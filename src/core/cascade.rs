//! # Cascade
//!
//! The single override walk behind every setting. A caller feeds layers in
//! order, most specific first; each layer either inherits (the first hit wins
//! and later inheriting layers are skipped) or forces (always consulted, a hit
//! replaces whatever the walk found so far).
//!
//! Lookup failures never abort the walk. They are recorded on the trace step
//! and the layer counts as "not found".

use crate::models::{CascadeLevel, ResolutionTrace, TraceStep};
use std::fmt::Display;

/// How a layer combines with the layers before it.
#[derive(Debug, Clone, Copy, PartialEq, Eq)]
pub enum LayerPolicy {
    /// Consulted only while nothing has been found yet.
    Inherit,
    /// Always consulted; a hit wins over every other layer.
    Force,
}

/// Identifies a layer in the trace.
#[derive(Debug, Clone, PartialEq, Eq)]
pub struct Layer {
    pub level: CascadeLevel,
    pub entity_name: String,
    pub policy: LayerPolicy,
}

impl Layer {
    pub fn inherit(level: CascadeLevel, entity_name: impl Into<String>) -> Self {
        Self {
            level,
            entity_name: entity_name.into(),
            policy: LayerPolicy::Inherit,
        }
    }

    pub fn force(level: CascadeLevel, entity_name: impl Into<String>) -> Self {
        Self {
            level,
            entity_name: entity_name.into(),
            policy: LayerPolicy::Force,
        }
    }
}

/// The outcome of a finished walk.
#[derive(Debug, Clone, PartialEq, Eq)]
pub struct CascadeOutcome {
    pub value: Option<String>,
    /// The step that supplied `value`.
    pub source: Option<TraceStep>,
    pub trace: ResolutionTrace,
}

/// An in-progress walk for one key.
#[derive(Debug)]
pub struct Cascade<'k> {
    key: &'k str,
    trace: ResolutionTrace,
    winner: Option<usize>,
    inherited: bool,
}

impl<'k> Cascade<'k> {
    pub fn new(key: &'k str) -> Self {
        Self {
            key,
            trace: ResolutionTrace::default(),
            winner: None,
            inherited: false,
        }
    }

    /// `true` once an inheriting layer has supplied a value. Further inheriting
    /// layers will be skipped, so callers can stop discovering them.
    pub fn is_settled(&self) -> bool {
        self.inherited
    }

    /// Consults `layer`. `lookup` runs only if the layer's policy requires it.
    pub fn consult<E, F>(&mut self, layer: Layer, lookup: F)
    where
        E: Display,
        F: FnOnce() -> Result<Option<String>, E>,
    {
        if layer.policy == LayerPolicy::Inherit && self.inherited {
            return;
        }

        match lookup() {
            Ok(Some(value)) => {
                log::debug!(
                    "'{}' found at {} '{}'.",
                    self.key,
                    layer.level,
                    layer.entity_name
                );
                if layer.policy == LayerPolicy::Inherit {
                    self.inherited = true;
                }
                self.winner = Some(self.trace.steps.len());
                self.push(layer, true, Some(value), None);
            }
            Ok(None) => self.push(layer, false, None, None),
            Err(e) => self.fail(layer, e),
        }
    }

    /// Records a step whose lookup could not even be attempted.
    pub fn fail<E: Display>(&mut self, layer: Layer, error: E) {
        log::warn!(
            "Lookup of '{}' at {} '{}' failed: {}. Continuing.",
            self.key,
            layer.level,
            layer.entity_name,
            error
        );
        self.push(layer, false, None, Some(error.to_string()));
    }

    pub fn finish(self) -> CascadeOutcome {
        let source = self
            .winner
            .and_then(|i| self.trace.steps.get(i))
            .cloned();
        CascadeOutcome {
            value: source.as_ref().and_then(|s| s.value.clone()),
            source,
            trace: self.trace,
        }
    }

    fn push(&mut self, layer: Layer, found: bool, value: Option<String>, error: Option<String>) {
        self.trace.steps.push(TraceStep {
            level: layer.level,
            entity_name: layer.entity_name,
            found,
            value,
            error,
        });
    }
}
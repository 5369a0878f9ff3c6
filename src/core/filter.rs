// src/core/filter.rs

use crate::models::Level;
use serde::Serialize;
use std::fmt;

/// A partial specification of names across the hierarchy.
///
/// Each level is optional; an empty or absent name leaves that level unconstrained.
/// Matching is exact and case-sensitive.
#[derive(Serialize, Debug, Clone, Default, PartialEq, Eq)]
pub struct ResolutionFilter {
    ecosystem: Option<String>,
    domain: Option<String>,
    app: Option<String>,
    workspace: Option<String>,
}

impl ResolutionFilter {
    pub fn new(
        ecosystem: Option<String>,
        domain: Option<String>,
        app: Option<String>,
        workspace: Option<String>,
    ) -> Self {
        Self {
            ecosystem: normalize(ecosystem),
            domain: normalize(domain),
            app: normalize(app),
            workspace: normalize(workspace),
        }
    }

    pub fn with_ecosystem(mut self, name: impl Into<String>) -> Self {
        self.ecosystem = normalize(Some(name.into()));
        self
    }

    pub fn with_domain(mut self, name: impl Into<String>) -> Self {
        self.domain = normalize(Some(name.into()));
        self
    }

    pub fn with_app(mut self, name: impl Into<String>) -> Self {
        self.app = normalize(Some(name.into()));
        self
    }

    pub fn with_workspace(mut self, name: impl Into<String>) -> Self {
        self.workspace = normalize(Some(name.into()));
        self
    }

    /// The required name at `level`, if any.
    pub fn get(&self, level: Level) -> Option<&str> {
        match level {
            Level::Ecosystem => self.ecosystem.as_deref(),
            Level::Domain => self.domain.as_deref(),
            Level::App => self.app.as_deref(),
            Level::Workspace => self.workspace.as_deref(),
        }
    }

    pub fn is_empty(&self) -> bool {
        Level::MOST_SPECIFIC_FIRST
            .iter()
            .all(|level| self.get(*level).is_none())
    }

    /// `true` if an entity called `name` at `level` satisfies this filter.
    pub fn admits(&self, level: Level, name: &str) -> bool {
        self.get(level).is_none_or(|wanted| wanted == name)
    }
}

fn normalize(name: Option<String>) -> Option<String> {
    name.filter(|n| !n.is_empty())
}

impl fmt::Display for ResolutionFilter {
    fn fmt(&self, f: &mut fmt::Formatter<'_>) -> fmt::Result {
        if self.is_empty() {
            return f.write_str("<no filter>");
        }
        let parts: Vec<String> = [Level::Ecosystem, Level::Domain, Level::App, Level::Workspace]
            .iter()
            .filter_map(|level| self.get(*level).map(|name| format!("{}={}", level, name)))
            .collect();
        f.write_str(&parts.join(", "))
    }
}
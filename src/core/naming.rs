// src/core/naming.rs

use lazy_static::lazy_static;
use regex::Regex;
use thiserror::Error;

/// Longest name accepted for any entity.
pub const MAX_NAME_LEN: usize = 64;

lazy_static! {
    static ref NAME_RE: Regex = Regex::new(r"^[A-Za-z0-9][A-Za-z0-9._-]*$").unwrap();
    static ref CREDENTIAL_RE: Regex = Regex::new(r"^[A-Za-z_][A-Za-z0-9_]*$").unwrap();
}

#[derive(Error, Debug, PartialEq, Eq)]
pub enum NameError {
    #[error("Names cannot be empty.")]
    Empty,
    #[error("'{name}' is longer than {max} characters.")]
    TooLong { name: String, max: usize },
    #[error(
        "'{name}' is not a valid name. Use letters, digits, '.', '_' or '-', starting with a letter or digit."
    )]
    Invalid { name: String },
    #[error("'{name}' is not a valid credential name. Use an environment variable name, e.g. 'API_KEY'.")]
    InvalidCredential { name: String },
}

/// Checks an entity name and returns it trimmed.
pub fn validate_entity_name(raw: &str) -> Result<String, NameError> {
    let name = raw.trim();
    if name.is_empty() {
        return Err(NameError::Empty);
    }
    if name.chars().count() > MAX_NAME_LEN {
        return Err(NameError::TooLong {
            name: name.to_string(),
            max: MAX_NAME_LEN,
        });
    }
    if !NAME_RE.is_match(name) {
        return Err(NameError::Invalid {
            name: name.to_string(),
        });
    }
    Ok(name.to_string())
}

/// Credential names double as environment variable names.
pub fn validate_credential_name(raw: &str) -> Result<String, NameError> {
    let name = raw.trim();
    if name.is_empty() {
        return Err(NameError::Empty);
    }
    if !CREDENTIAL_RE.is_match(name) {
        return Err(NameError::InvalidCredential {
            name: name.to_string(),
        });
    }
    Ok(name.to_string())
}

----

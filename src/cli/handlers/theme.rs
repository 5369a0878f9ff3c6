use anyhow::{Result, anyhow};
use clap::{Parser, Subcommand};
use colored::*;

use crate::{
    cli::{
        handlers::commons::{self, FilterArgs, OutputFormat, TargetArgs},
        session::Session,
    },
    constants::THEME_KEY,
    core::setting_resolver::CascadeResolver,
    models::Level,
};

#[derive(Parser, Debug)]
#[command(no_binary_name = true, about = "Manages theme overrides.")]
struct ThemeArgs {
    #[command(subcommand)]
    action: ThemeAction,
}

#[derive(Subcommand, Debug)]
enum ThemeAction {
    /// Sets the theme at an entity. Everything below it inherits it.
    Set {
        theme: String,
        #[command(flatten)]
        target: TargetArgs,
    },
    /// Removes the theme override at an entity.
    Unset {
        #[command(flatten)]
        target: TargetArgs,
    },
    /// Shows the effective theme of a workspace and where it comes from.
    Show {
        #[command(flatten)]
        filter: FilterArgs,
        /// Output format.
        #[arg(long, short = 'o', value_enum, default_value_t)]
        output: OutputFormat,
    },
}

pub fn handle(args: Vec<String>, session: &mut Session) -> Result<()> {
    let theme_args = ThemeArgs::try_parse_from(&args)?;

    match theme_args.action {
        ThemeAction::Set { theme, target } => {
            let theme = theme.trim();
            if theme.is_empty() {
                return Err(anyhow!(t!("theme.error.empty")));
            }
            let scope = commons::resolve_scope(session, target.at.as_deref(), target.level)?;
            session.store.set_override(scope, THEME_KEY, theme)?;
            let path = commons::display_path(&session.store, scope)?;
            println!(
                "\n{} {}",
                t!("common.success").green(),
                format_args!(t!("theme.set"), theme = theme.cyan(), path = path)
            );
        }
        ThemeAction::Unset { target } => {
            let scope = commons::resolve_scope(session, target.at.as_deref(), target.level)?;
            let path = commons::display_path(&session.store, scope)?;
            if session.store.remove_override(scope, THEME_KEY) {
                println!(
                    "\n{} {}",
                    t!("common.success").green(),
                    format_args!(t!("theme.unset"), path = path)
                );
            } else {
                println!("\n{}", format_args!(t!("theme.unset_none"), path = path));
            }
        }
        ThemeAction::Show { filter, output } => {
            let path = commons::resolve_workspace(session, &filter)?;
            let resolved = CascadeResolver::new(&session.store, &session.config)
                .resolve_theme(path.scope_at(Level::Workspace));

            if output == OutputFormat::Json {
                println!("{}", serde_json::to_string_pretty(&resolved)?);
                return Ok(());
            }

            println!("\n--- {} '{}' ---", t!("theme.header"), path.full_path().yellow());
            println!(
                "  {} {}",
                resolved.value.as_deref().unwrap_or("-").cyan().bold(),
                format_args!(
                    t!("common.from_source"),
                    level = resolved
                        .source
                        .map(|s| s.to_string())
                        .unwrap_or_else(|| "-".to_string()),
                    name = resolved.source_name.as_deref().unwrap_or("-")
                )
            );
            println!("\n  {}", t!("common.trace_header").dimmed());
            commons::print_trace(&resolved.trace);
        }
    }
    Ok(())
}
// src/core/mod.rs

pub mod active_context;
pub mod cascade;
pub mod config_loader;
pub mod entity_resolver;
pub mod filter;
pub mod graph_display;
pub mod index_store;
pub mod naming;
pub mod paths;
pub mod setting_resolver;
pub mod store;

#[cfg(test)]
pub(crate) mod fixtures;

----

=== WHAT IS NEEDED ===
Which lines of the data contain the word "LayerPolicy"? Copy each one.

=== THE ANSWER ===
pub enum LayerPolicy {
    pub policy: LayerPolicy,
            policy: LayerPolicy::Inherit,
            policy: LayerPolicy::Force,
        if layer.policy == LayerPolicy::Inherit && self.inherited {
                if layer.policy == LayerPolicy::Inherit {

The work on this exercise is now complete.